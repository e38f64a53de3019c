use super::*;

const ALL: [Ease; 9] = [
    Ease::Linear,
    Ease::EaseIn,
    Ease::EaseOut,
    Ease::EaseInOut,
    Ease::Bounce,
    Ease::Elastic,
    Ease::Back,
    Ease::CubicBezier {
        x1: 0.25,
        y1: 0.1,
        x2: 0.25,
        y2: 1.0,
    },
    Ease::Steps(4),
];

#[test]
fn endpoints_are_fixed() {
    for e in ALL {
        assert!(e.apply(0.0).abs() < 1e-9, "{e:?} at 0");
        assert!((e.apply(1.0) - 1.0).abs() < 1e-9, "{e:?} at 1");
    }
}

#[test]
fn input_is_clamped() {
    for e in ALL {
        assert_eq!(e.apply(-3.0), e.apply(0.0));
        assert_eq!(e.apply(7.0), e.apply(1.0));
    }
}

#[test]
fn authored_names_resolve() {
    assert_eq!(Ease::from_authored("linear", &[]), Ease::Linear);
    assert_eq!(Ease::from_authored("ease-in", &[]), Ease::EaseIn);
    assert_eq!(Ease::from_authored("ease-out", &[]), Ease::EaseOut);
    assert_eq!(Ease::from_authored("ease-in-out", &[]), Ease::EaseInOut);
    assert_eq!(Ease::from_authored("bounce", &[]), Ease::Bounce);
    assert_eq!(Ease::from_authored("elastic", &[]), Ease::Elastic);
    assert_eq!(Ease::from_authored("back", &[]), Ease::Back);
    assert_eq!(Ease::from_authored("steps", &[3.0, 9.0]), Ease::Steps(3));
}

#[test]
fn unknown_or_malformed_falls_back_to_linear() {
    assert_eq!(Ease::from_authored("wobble", &[]), Ease::Linear);
    assert_eq!(Ease::from_authored("cubic-bezier", &[0.1, 0.2, 0.3]), Ease::Linear);
    assert_eq!(
        Ease::from_authored("cubic-bezier", &[0.1, 0.2, 0.3, 0.4, 0.5]),
        Ease::Linear
    );
    assert_eq!(Ease::from_authored("steps", &[]), Ease::Linear);
    assert_eq!(Ease::from_authored("steps", &[0.0]), Ease::Linear);
}

#[test]
fn quadratic_shapes() {
    assert!((Ease::EaseIn.apply(0.5) - 0.25).abs() < 1e-12);
    assert!((Ease::EaseOut.apply(0.5) - 0.75).abs() < 1e-12);
    assert!((Ease::EaseInOut.apply(0.5) - 0.5).abs() < 1e-12);
}

#[test]
fn back_overshoots_and_steps_quantize() {
    let peak = (1..100)
        .map(|i| Ease::Back.apply(f64::from(i) / 100.0))
        .fold(f64::MIN, f64::max);
    assert!(peak > 1.0);

    let s = Ease::Steps(4);
    assert_eq!(s.apply(0.1), 0.0);
    assert_eq!(s.apply(0.26), 0.25);
    assert_eq!(s.apply(0.99), 0.75);
}

#[test]
fn linear_bezier_matches_identity() {
    let e = Ease::from_authored("cubic-bezier", &[0.0, 0.0, 1.0, 1.0]);
    for i in 0..=10 {
        let t = f64::from(i) / 10.0;
        assert!((e.apply(t) - t).abs() < 1e-5, "t={t}");
    }
}

#[test]
fn ease_bezier_is_monotonic() {
    let e = Ease::from_authored("cubic-bezier", &[0.42, 0.0, 0.58, 1.0]);
    let mut prev = 0.0;
    for i in 1..=50 {
        let v = e.apply(f64::from(i) / 50.0);
        assert!(v + 1e-9 >= prev);
        prev = v;
    }
}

__________

# EXERCISE AIM
Write the entries out again, exactly and completely.

# SOLUTION FOR THIS EXERCISE
repository e38f64a53de3019c
use super::*;

const ALL: [Ease; 9] = [
    Ease::Linear,
    Ease::EaseIn,
    Ease::EaseOut,
    Ease::EaseInOut,
    Ease::Bounce,
    Ease::Elastic,
    Ease::Back,
    Ease::CubicBezier {
        x1: 0.25,
        y1: 0.1,
        x2: 0.25,
        y2: 1.0,
    },
    Ease::Steps(4),
];

#[test]
fn endpoints_are_fixed() {
    for e in ALL {
        assert!(e.apply(0.0).abs() < 1e-9, "{e:?} at 0");
        assert!((e.apply(1.0) - 1.0).abs() < 1e-9, "{e:?} at 1");
    }
}

#[test]
fn input_is_clamped() {
    for e in ALL {
        assert_eq!(e.apply(-3.0), e.apply(0.0));
        assert_eq!(e.apply(7.0), e.apply(1.0));
    }
}

#[test]
fn authored_names_resolve() {
    assert_eq!(Ease::from_authored("linear", &[]), Ease::Linear);
    assert_eq!(Ease::from_authored("ease-in", &[]), Ease::EaseIn);
    assert_eq!(Ease::from_authored("ease-out", &[]), Ease::EaseOut);
    assert_eq!(Ease::from_authored("ease-in-out", &[]), Ease::EaseInOut);
    assert_eq!(Ease::from_authored("bounce", &[]), Ease::Bounce);
    assert_eq!(Ease::from_authored("elastic", &[]), Ease::Elastic);
    assert_eq!(Ease::from_authored("back", &[]), Ease::Back);
    assert_eq!(Ease::from_authored("steps", &[3.0, 9.0]), Ease::Steps(3));
}

#[test]
fn unknown_or_malformed_falls_back_to_linear() {
    assert_eq!(Ease::from_authored("wobble", &[]), Ease::Linear);
    assert_eq!(Ease::from_authored("cubic-bezier", &[0.1, 0.2, 0.3]), Ease::Linear);
    assert_eq!(
        Ease::from_authored("cubic-bezier", &[0.1, 0.2, 0.3, 0.4, 0.5]),
        Ease::Linear
    );
    assert_eq!(Ease::from_authored("steps", &[]), Ease::Linear);
    assert_eq!(Ease::from_authored("steps", &[0.0]), Ease::Linear);
}

#[test]
fn quadratic_shapes() {
    assert!((Ease::EaseIn.apply(0.5) - 0.25).abs() < 1e-12);
    assert!((Ease::EaseOut.apply(0.5) - 0.75).abs() < 1e-12);
    assert!((Ease::EaseInOut.apply(0.5) - 0.5).abs() < 1e-12);
}

#[test]
fn back_overshoots_and_steps_quantize() {
    let peak = (1..100)
        .map(|i| Ease::Back.apply(f64::from(i) / 100.0))
        .fold(f64::MIN, f64::max);
    assert!(peak > 1.0);

    let s = Ease::Steps(4);
    assert_eq!(s.apply(0.1), 0.0);
    assert_eq!(s.apply(0.26), 0.25);
    assert_eq!(s.apply(0.99), 0.75);
}

#[test]
fn linear_bezier_matches_identity() {
    let e = Ease::from_authored("cubic-bezier", &[0.0, 0.0, 1.0, 1.0]);
    for i in 0..=10 {
        let t = f64::from(i) / 10.0;
        assert!((e.apply(t) - t).abs() < 1e-5, "t={t}");
    }
}

#[test]
fn ease_bezier_is_monotonic() {
    let e = Ease::from_authored("cubic-bezier", &[0.42, 0.0, 0.58, 1.0]);
    let mut prev = 0.0;
    for i in 1..=50 {
        let v = e.apply(f64::from(i) / 50.0);
        assert!(v + 1e-9 >= prev);
        prev = v;
    }
}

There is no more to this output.